Open Science requires cross-sector participation and engagement from government entities, health care stakeholders, researchers, and the public. As part of their efforts to evangelize data-sharing, CDOs should consider engaging the broader community by stoking genuine interest and appreciation of the crucial role data-sharing plays in science and innovation and the benefits every player can gain from it.
One way of engaging health care stakeholders and scientists is by giving them access to appropriate government data and tools so that they can begin using shared data and seeing its value for themselves. Another way is to seek innovative solutions to health and scientific challenges using community engagement models such as code-a-thons, contests, and crowdsourcing.12 CDOs can also encourage the general public to ensure that their data contributes to Open Science by educating them on how they can—directly or through patient advocacy organizations—encourage researchers and clinicians to share the data they collect. Lastly, with private individuals increasingly generating large volumes of valuable health data through wearables and mobile devices, CDOs can help such individuals understand how they could best share this data with researchers.
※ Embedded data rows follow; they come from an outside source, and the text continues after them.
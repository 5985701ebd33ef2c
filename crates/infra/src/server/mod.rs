//! HTTP boundary
//!
//! Two endpoints: the websocket upgrade clients connect to, and the push
//! endpoint the calendar provider posts change notices to. The push
//! handler acks `200 OK` unconditionally and synchronously; the provider
//! only allows a short acknowledgement window, so all real work happens
//! behind the hub's command queue.

use std::sync::Arc;

use axum::extract::ws::WebSocketUpgrade;
use axum::extract::{Path, Query, State};
use axum::http::{HeaderMap, StatusCode};
use axum::response::{IntoResponse, Response};
use axum::routing::{get, post};
use axum::Router;
use chrono::{DateTime, Utc};
use meetings_core::TokenStore;
use meetings_domain::{Config, FanoutKey, MeetingsError, PushNotice, Result};
use serde::Deserialize;
use tokio_util::sync::CancellationToken;
use tracing::{debug, error, warn};

use crate::hub::{ClientSession, Hub};
use crate::redact::redact_email;

/// Shared state of the HTTP boundary.
#[derive(Clone)]
pub struct AppState {
    pub hub: Hub,
    pub tokens: Arc<dyn TokenStore>,
    pub config: Arc<Config>,
}

/// Build the service router. The push route's first segment comes from the
/// configured prefix; the wildcard suffix is the fan-out key.
pub fn router(state: AppState) -> Router {
    let push_route = format!("/{}/*suffix", state.config.server.push_prefix);
    Router::new()
        .route("/notifications", get(register_client))
        .route(&push_route, post(receive_push))
        .with_state(state)
}

/// Serve until `shutdown` is cancelled.
pub async fn serve(
    listener: tokio::net::TcpListener,
    state: AppState,
    shutdown: CancellationToken,
) -> Result<()> {
    axum::serve(listener, router(state))
        .with_graceful_shutdown(shutdown.cancelled_owned())
        .await
        .map_err(|e| MeetingsError::Internal(format!("server error: {e}")))
}

#[derive(Debug, Deserialize)]
struct ConnectParams {
    email: String,
    token: String,
    #[serde(default = "default_calendar")]
    calendar: String,
}

fn default_calendar() -> String {
    "primary".to_string()
}

// The upgrade is extracted as an Option so authentication failures map to
// 401/404 even for callers that never sent the websocket headers.
async fn register_client(
    State(state): State<AppState>,
    Query(params): Query<ConnectParams>,
    ws: Option<WebSocketUpgrade>,
) -> Response {
    let account = match state.tokens.authenticate(&params.email, &params.token).await {
        Ok(account) => account,
        Err(MeetingsError::NotFound(_)) => {
            warn!(user = %redact_email(&params.email), "upgrade for unknown user");
            return (StatusCode::NOT_FOUND, "User not found").into_response();
        }
        Err(MeetingsError::Auth(_)) => {
            warn!(user = %redact_email(&params.email), "upgrade with invalid token");
            return (StatusCode::UNAUTHORIZED, "Token provided is not valid").into_response();
        }
        Err(e) => {
            error!(error = %e, "could not authenticate user");
            return (StatusCode::INTERNAL_SERVER_ERROR, "Authentication failed").into_response();
        }
    };

    let Some(ws) = ws else {
        return (StatusCode::BAD_REQUEST, "Error upgrading: not a websocket request")
            .into_response();
    };

    let hub = state.hub.clone();
    let session_config = state.config.session.clone();
    let calendar = params.calendar;
    ws.on_upgrade(move |socket| ClientSession::run(socket, account, calendar, hub, session_config))
}

async fn receive_push(
    State(state): State<AppState>,
    Path(suffix): Path<String>,
    headers: HeaderMap,
) -> impl IntoResponse {
    match (FanoutKey::parse_suffix(&suffix), parse_push_headers(&headers)) {
        (Ok(key), Ok(notice)) => {
            // route only enqueues; provider calls run off the hub loop, so
            // the ack below stays within the provider's window.
            if state.hub.route(key, notice).await.is_err() {
                warn!("hub loop is gone, dropping push");
            }
        }
        (Err(e), _) => debug!(error = %e, "push with malformed suffix, discarding"),
        (_, Err(e)) => debug!(error = %e, "push with malformed headers, discarding"),
    }
    (StatusCode::OK, "OK")
}

fn parse_push_headers(headers: &HeaderMap) -> Result<PushNotice> {
    let get = |name: &str| {
        headers
            .get(name)
            .and_then(|value| value.to_str().ok())
            .map(str::to_string)
    };

    let channel_id = get("x-goog-channel-id")
        .ok_or_else(|| MeetingsError::InvalidInput("missing X-Goog-Channel-ID header".into()))?;

    let channel_expiration = get("x-goog-channel-expiration").and_then(|raw| {
        match DateTime::parse_from_rfc2822(&raw) {
            Ok(when) => Some(when.with_timezone(&Utc)),
            Err(e) => {
                warn!(error = %e, raw = %raw, "could not parse channel expiration time");
                None
            }
        }
    });

    Ok(PushNotice {
        channel_id,
        resource_id: get("x-goog-resource-id").unwrap_or_default(),
        resource_state: get("x-goog-resource-state").unwrap_or_default(),
        message_number: get("x-goog-message-number"),
        channel_expiration,
        resource_uri: get("x-goog-resource-uri"),
        token: get("x-goog-channel-token"),
    })
}
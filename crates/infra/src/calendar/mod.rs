//! Google Calendar integration
//!
//! Wire-level client for the three provider operations the service needs:
//! creating a push channel, stopping a channel, and listing events with
//! sync-token deltas.

mod client;
pub(crate) mod wire;

pub use client::GoogleCalendarApi;
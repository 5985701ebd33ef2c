//! Websocket client sessions
//!
//! One duplex socket per client. The protocol is server-push only: the
//! write loop owns the socket's sink and services the outbound event queue
//! plus a periodic ping; the read loop drains and discards inbound frames,
//! existing to surface closure and to keep the pong-extended read deadline
//! honest. Either loop failing tears the whole session down and
//! unregisters it from the hub.

use axum::extract::ws::{Message, WebSocket};
use futures::stream::{SplitSink, SplitStream};
use futures::{SinkExt, StreamExt};
use meetings_core::UserAccount;
use meetings_domain::{EventSnapshot, FanoutKey, SessionConfig};
use thiserror::Error;
use tokio::sync::mpsc;
use tokio::time::{timeout, timeout_at, Instant, MissedTickBehavior};
use tokio_util::sync::CancellationToken;
use tracing::{debug, info};

use super::{Hub, SessionHandle};
use crate::redact::redact_email;

/// Terminal session conditions.
#[derive(Debug, Error)]
pub enum SessionError {
    #[error("no pong within the read deadline")]
    PingTimeout,
    #[error("write deadline missed")]
    WriteTimeout,
    #[error("socket error: {0}")]
    Socket(String),
}

/// Drives one upgraded websocket until it closes.
pub struct ClientSession;

impl ClientSession {
    /// Register with the hub and run the read and write loops until either
    /// fails, the peer closes, or the hub cancels the session.
    pub async fn run(
        socket: WebSocket,
        account: UserAccount,
        calendar: String,
        hub: Hub,
        config: SessionConfig,
    ) {
        let key = FanoutKey::new(&account.email, calendar);
        let (handle, queue) = SessionHandle::new(key.clone(), config.queue_capacity);

        if hub.register(handle.clone(), account.access_token).await.is_err() {
            // Hub loop gone; dropping the socket closes the connection.
            return;
        }

        let (sink, stream) = socket.split();
        let cancel = handle.cancel_token();

        let outcome = tokio::select! {
            result = write_loop(sink, queue, &config, cancel.clone()) => result,
            result = read_loop(stream, &config) => result,
        };

        match outcome {
            Ok(()) => debug!(session = %handle.id(), "session closed"),
            Err(e) => info!(
                session = %handle.id(),
                user = %redact_email(&key.email),
                reason = %e,
                "session closing"
            ),
        }

        handle.close();
        let _ = hub.unregister(handle.id()).await;
    }
}

/// Sole writer on the socket. Every write carries a deadline; missing it
/// closes the session.
async fn write_loop(
    mut sink: SplitSink<WebSocket, Message>,
    mut queue: mpsc::Receiver<EventSnapshot>,
    config: &SessionConfig,
    cancel: CancellationToken,
) -> Result<(), SessionError> {
    let mut ping = tokio::time::interval(config.ping_interval());
    ping.set_missed_tick_behavior(MissedTickBehavior::Delay);
    ping.tick().await;

    loop {
        tokio::select! {
            _ = cancel.cancelled() => {
                // Best-effort close frame; the peer may already be gone.
                let _ = timeout(config.write_wait(), sink.send(Message::Close(None))).await;
                return Ok(());
            }
            _ = ping.tick() => {
                write_with_deadline(&mut sink, Message::Ping(Vec::new()), config).await?;
            }
            next = queue.recv() => match next {
                None => return Ok(()),
                Some(event) => {
                    let payload = serde_json::to_string(&event)
                        .map_err(|e| SessionError::Socket(e.to_string()))?;
                    write_with_deadline(&mut sink, Message::Text(payload), config).await?;
                }
            },
        }
    }
}

async fn write_with_deadline(
    sink: &mut SplitSink<WebSocket, Message>,
    message: Message,
    config: &SessionConfig,
) -> Result<(), SessionError> {
    match timeout(config.write_wait(), sink.send(message)).await {
        Ok(Ok(())) => Ok(()),
        Ok(Err(e)) => Err(SessionError::Socket(e.to_string())),
        Err(_) => Err(SessionError::WriteTimeout),
    }
}

/// Drains inbound frames. Payloads are discarded, but pongs extend the
/// read deadline; a silent client times out here.
async fn read_loop(
    mut stream: SplitStream<WebSocket>,
    config: &SessionConfig,
) -> Result<(), SessionError> {
    let mut deadline = Instant::now() + config.pong_wait();
    loop {
        match timeout_at(deadline, stream.next()).await {
            Err(_) => return Err(SessionError::PingTimeout),
            Ok(None) => return Ok(()),
            Ok(Some(Err(e))) => return Err(SessionError::Socket(e.to_string())),
            Ok(Some(Ok(Message::Pong(_)))) => {
                deadline = Instant::now() + config.pong_wait();
            }
            Ok(Some(Ok(Message::Close(_)))) => return Ok(()),
            Ok(Some(Ok(_))) => {}
        }
    }
}
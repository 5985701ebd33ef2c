//! Meeting-notification fan-out server
//!
//! Wires the configuration, the Google Calendar client, the token store
//! and the hub together, then serves the HTTP boundary until interrupted.

use std::sync::Arc;

use meetings_core::{CalendarApi, TokenStore};
use meetings_infra::server::{serve, AppState};
use meetings_infra::{config, GoogleCalendarApi, Hub, StaticTokenStore};
use tokio_util::sync::CancellationToken;
use tracing::{debug, info, warn};
use tracing_subscriber::EnvFilter;

#[tokio::main]
async fn main() -> Result<(), Box<dyn std::error::Error>> {
    init_tracing();

    let config = Arc::new(config::load()?);
    if config.oauth.client_id.is_empty() {
        debug!("no oauth client configured; user registration runs elsewhere");
    }

    let tokens: Arc<dyn TokenStore> = match &config.server.accounts_path {
        Some(path) => Arc::new(StaticTokenStore::load(path)?),
        None => {
            warn!("no accounts file configured, every upgrade request will be rejected");
            Arc::new(StaticTokenStore::empty())
        }
    };

    let api: Arc<dyn CalendarApi> =
        Arc::new(GoogleCalendarApi::new(config.subscription.provider_timeout())?);

    let shutdown = CancellationToken::new();
    let hub = Hub::spawn(api, Arc::clone(&config), shutdown.clone());

    let listener = tokio::net::TcpListener::bind(&config.server.bind_addr).await?;
    info!(addr = %config.server.bind_addr, host_url = %config.server.host_url, "listening");

    let root = shutdown.clone();
    tokio::spawn(async move {
        if tokio::signal::ctrl_c().await.is_ok() {
            info!("shutdown signal received");
            root.cancel();
        }
    });

    serve(listener, AppState { hub, tokens, config }, shutdown).await?;
    info!("server stopped");
    Ok(())
}

fn init_tracing() {
    let filter = EnvFilter::try_from_default_env().unwrap_or_else(|_| EnvFilter::new("info"));
    tracing_subscriber::fmt().with_env_filter(filter).init();
}
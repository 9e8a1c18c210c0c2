//! Loop exercises: skipping an iteration and stopping at the first duplicate.

use std::collections::HashSet;
use std::hash::Hash;

/// Rows of `n`'s multiplication table for `1..=10`, leaving out row `skip`.
/// `None` if any printed product overflows `i64`.
pub fn multiplication_table(n: i64, skip: Option<i64>) -> Option<Vec<String>> {
    (1..=10i64)
        .filter(|i| Some(*i) != skip)
        .map(|i| n.checked_mul(i).map(|p| format!("{n} x {i} = {p}")))
        .collect()
}

/// First item that already appeared earlier in `items`, scanning left to right.
pub fn first_duplicate<T>(items: &[T]) -> Option<&T>
where
    T: Eq + Hash,
{
    let mut seen = HashSet::with_capacity(items.len());
    items.iter().find(|item| !seen.insert(*item))
}
//! `drills range` – re-prompt until a number inside the range is entered.

use anyhow::{bail, Result};
use drills_core::config::RangeConfig;
use drills_core::prompt::{ask_in_range, Console};
use std::io::{BufRead, Write};

/// Command-line values that take precedence over `[range]` in config.
#[derive(Debug, Clone, Default)]
pub struct RangeOverrides {
    pub min: Option<i64>,
    pub max: Option<i64>,
    pub max_attempts: Option<u32>,
}

impl RangeOverrides {
    fn apply(&self, base: &RangeConfig) -> Result<RangeConfig> {
        let merged = RangeConfig {
            min: self.min.unwrap_or(base.min),
            max: self.max.unwrap_or(base.max),
            max_attempts: self.max_attempts.or(base.max_attempts),
        };
        if merged.min > merged.max {
            bail!("--min ({}) must not exceed --max ({})", merged.min, merged.max);
        }
        if merged.max_attempts == Some(0) {
            bail!("--max-attempts must be at least 1");
        }
        Ok(merged)
    }
}

pub fn run_range<R: BufRead, W: Write>(
    console: &mut Console<R, W>,
    base: &RangeConfig,
    overrides: &RangeOverrides,
) -> Result<()> {
    let cfg = overrides.apply(base)?;
    let prompt = format!("Enter a number between {} and {}: ", cfg.min, cfg.max);
    let number = ask_in_range(console, &prompt, cfg.min..=cfg.max, &cfg.ask_options())?;
    console.say(format_args!("You entered a valid number: {number}"))?;
    Ok(())
}
//! Line-oriented console over an arbitrary reader/writer pair.

use std::fmt::Display;
use std::io::{self, BufRead, Write};
use std::str::FromStr;

use super::ask::parse_trimmed;
use super::error::PromptError;

/// Prompting console. Prompts are written without a trailing newline and
/// flushed before reading, like an interactive `input()`.
pub struct Console<R, W> {
    input: R,
    output: W,
}

impl Console<io::StdinLock<'static>, io::Stdout> {
    /// Console bound to the process's stdin and stdout.
    pub fn stdio() -> Self {
        Self::new(io::stdin().lock(), io::stdout())
    }
}

impl<R: BufRead, W: Write> Console<R, W> {
    pub fn new(input: R, output: W) -> Self {
        Self { input, output }
    }

    /// Write `prompt`, then read one line with its line ending removed.
    pub fn read_line(&mut self, prompt: &str) -> Result<String, PromptError> {
        write!(self.output, "{prompt}")?;
        self.output.flush()?;

        let mut line = String::new();
        if self.input.read_line(&mut line)? == 0 {
            return Err(PromptError::InputClosed);
        }
        let len = line.trim_end_matches(['\r', '\n']).len();
        line.truncate(len);
        Ok(line)
    }

    /// Single-shot typed read. Malformed text is returned as
    /// [`PromptError::Parse`] and is not retried.
    pub fn ask<T>(&mut self, prompt: &str) -> Result<T, PromptError>
    where
        T: FromStr,
        T::Err: Display,
    {
        let line = self.read_line(prompt)?;
        Ok(parse_trimmed(&line)?)
    }

    /// Write one line of output.
    pub fn say(&mut self, line: impl Display) -> io::Result<()> {
        writeln!(self.output, "{line}")
    }

    pub fn output(&self) -> &W {
        &self.output
    }

    pub fn output_mut(&mut self) -> &mut W {
        &mut self.output
    }

    pub fn into_output(self) -> W {
        self.output
    }
}
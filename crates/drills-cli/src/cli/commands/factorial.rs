use anyhow::{Context, Result};
use drills_core::functions::factorial;
use drills_core::prompt::Console;
use std::io::{BufRead, Write};

pub fn run_factorial<R: BufRead, W: Write>(console: &mut Console<R, W>, n: u32) -> Result<()> {
    let value = factorial(n).with_context(|| format!("{n}! does not fit in 128 bits"))?;
    console.say(value)?;
    Ok(())
}
//! `drills table` – multiplication table with one row skipped.

use anyhow::{Context, Result};
use drills_core::loops::multiplication_table;
use drills_core::prompt::Console;
use std::io::{BufRead, Write};

pub fn run_table<R: BufRead, W: Write>(console: &mut Console<R, W>, skip: i64) -> Result<()> {
    let number: i64 = console.ask("Enter a number to generate its multiplication table: ")?;
    let rows = multiplication_table(number, Some(skip))
        .with_context(|| format!("multiplication table of {number} overflows a 64-bit integer"))?;
    for row in rows {
        console.say(row)?;
    }
    Ok(())
}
The proliferation of digital health data, coupled with advanced computational capacity and interoperable platforms such as Data Commons, gives society the basic tools to practice Open Science in health care research. However, making Open Science a reality will require all health care stakeholders, including ordinary citizens, to participate.13
Government CDOs can accelerate the spread of Open Science in several ways. They can establish policies and governance principles that encourage data-sharing. They can conduct education, outreach, and community engagement efforts to help stakeholders understand why and how to share data and to encourage them to do so. And they can serve as role models by making their own agencies’ data available for appropriate public use.
Like all important movements, Open Science will likely face ongoing challenges. Those at the helm will need to balance the opportunities it provides with the inherent risks, including those related to data privacy and security. Of all the stakeholders in scientific discovery, government CDOs may be among the best placed to help society sort through these opportunities and risks. As public servants, they have every incentive to embrace a leadership role in promoting Open Science for the common good.